DATASET ENTRIES:
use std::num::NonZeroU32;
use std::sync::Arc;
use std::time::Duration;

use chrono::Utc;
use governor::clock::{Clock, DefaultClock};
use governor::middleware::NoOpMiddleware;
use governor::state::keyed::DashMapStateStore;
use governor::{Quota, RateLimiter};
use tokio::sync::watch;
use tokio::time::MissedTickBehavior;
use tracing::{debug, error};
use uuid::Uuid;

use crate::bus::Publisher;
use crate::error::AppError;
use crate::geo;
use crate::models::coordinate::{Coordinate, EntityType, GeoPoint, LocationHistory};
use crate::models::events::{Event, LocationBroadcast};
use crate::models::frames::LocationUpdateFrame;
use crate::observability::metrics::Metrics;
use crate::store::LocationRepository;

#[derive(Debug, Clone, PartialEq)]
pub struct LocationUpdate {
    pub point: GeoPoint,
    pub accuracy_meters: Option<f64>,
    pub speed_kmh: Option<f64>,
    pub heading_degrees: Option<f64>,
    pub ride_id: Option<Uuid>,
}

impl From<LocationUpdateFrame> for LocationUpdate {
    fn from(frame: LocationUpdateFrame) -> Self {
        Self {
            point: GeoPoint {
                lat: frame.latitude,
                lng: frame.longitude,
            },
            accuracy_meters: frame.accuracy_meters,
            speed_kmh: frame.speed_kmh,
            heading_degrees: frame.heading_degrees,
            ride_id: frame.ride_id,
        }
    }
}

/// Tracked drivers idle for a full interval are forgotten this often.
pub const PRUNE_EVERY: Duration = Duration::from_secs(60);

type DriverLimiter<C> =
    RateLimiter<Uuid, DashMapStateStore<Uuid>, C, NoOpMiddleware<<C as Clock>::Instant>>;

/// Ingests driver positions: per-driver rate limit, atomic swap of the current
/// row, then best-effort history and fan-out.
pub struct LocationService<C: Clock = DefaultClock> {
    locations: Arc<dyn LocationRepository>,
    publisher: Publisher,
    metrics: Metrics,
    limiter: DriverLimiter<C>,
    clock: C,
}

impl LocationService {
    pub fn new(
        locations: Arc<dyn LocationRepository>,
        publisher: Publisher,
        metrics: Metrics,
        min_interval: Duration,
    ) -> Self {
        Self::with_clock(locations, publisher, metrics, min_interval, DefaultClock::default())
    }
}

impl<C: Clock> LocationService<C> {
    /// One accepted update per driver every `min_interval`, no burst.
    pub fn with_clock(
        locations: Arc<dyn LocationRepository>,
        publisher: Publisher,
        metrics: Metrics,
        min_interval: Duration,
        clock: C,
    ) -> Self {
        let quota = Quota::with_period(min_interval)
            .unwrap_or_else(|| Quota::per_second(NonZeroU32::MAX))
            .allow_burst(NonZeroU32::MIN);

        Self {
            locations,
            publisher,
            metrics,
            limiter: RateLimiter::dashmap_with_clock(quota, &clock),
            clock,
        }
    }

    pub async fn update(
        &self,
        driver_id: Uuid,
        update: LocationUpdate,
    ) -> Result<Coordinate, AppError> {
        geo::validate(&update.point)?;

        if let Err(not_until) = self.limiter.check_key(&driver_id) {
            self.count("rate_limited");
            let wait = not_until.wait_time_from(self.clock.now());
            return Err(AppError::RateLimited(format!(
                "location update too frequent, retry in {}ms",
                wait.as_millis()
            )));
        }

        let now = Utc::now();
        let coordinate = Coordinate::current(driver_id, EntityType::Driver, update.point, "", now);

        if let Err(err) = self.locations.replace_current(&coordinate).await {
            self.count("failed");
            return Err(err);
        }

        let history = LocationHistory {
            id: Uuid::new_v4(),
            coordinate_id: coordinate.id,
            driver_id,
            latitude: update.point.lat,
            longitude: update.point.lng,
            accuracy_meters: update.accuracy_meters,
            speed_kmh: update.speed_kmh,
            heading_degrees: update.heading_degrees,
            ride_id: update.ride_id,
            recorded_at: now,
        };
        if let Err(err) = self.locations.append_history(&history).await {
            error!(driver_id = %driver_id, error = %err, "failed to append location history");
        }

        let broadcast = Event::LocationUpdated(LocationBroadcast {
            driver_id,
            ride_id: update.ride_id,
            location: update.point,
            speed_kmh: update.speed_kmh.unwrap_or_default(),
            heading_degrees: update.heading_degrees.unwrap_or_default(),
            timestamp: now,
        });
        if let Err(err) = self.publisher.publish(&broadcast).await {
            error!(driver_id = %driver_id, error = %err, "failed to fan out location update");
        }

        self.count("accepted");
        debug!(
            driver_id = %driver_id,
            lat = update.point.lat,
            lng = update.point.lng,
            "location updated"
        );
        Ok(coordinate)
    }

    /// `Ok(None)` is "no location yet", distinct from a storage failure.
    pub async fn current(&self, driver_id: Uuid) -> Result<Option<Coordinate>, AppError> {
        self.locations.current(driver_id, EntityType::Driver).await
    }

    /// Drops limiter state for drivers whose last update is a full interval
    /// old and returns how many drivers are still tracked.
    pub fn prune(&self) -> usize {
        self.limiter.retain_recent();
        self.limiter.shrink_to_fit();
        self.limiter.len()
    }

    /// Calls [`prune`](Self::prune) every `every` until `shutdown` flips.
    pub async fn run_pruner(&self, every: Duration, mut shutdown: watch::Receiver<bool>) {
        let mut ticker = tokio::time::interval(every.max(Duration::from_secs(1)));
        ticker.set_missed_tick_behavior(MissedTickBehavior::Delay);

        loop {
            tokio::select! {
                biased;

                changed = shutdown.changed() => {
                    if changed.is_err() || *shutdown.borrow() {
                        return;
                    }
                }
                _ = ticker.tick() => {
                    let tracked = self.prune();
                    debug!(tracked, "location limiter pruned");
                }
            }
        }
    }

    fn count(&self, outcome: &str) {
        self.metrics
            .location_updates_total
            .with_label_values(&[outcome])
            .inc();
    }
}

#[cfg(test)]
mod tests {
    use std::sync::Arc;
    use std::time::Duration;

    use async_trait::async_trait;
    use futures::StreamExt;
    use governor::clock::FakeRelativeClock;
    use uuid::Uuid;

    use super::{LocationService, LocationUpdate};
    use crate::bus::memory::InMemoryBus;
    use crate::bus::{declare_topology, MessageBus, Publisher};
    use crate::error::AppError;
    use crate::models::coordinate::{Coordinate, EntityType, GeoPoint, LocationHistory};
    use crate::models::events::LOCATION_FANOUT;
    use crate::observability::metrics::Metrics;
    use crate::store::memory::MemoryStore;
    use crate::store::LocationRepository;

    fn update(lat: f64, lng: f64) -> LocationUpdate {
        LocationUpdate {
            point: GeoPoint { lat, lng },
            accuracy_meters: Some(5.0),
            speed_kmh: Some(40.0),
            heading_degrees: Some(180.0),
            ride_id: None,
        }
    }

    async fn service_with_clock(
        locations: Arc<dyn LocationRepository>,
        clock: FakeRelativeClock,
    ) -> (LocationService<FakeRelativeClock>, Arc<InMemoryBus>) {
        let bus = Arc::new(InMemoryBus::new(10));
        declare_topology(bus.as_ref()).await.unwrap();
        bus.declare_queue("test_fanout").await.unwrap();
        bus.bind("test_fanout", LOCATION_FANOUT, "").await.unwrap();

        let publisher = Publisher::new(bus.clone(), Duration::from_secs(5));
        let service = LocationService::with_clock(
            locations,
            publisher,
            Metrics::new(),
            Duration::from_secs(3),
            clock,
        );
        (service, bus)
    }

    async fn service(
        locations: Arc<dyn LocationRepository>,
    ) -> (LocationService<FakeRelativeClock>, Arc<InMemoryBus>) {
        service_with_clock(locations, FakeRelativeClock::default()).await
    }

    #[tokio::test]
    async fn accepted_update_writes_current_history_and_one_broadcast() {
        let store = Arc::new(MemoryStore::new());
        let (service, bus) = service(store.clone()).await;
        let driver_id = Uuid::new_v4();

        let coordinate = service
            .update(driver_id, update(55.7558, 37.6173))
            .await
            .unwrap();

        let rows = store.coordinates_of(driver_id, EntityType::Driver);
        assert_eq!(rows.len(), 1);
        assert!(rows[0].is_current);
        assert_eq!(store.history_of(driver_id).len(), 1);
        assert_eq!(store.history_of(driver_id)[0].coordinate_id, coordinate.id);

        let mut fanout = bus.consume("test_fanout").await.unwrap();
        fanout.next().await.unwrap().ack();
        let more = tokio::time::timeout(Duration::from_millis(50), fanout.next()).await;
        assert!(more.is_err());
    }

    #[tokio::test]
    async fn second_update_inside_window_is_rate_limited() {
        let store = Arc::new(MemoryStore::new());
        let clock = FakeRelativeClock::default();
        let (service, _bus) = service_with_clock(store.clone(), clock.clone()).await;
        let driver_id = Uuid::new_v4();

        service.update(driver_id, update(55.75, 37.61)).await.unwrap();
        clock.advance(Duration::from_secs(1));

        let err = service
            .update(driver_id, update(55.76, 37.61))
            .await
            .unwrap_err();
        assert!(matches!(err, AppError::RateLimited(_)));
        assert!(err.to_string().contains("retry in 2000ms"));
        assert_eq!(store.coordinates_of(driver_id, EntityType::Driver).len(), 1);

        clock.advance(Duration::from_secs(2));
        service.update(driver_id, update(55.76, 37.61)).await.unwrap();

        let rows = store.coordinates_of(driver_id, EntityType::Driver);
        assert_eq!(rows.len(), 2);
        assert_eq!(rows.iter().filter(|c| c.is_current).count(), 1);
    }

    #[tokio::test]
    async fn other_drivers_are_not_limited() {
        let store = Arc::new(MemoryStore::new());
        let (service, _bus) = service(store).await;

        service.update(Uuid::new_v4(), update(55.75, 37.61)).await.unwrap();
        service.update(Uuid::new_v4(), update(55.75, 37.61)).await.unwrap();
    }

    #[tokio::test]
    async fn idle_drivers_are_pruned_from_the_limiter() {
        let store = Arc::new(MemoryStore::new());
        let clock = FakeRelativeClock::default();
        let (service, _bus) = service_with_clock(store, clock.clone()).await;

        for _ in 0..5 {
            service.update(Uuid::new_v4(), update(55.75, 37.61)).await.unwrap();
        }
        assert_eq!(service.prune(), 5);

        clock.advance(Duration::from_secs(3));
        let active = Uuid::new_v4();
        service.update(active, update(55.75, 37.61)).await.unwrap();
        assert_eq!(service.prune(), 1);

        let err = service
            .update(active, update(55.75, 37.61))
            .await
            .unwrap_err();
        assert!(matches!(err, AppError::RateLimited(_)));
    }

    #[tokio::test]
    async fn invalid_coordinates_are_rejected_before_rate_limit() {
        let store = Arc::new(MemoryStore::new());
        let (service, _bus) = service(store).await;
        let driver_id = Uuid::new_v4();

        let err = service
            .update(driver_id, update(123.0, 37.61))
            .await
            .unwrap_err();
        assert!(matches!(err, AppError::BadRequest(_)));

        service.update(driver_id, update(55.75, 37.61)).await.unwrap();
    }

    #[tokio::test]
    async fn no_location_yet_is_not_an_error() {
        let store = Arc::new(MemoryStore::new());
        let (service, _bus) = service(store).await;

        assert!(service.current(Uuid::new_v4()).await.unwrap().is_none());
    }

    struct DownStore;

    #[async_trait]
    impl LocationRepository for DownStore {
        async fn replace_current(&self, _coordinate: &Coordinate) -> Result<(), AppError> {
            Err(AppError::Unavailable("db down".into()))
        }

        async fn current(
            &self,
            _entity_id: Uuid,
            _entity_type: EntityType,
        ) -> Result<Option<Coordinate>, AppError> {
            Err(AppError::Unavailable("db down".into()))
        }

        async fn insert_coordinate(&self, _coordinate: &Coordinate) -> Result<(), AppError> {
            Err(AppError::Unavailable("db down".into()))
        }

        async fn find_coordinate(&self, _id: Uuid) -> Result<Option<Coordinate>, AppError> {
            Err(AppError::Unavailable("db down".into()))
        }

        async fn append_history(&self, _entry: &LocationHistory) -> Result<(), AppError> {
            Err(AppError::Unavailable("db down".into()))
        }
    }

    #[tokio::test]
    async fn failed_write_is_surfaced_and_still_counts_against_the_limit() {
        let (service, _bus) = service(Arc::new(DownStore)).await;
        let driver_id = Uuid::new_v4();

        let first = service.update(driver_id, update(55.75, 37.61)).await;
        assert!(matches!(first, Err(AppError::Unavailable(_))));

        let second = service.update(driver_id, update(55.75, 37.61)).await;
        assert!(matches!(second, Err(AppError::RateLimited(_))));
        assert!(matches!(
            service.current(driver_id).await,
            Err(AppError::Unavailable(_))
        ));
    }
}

WHAT IS EXPECTED:
Say how many lines in the listing include the word "impl", giving nothing but the number.

RESPONSE AREA:
4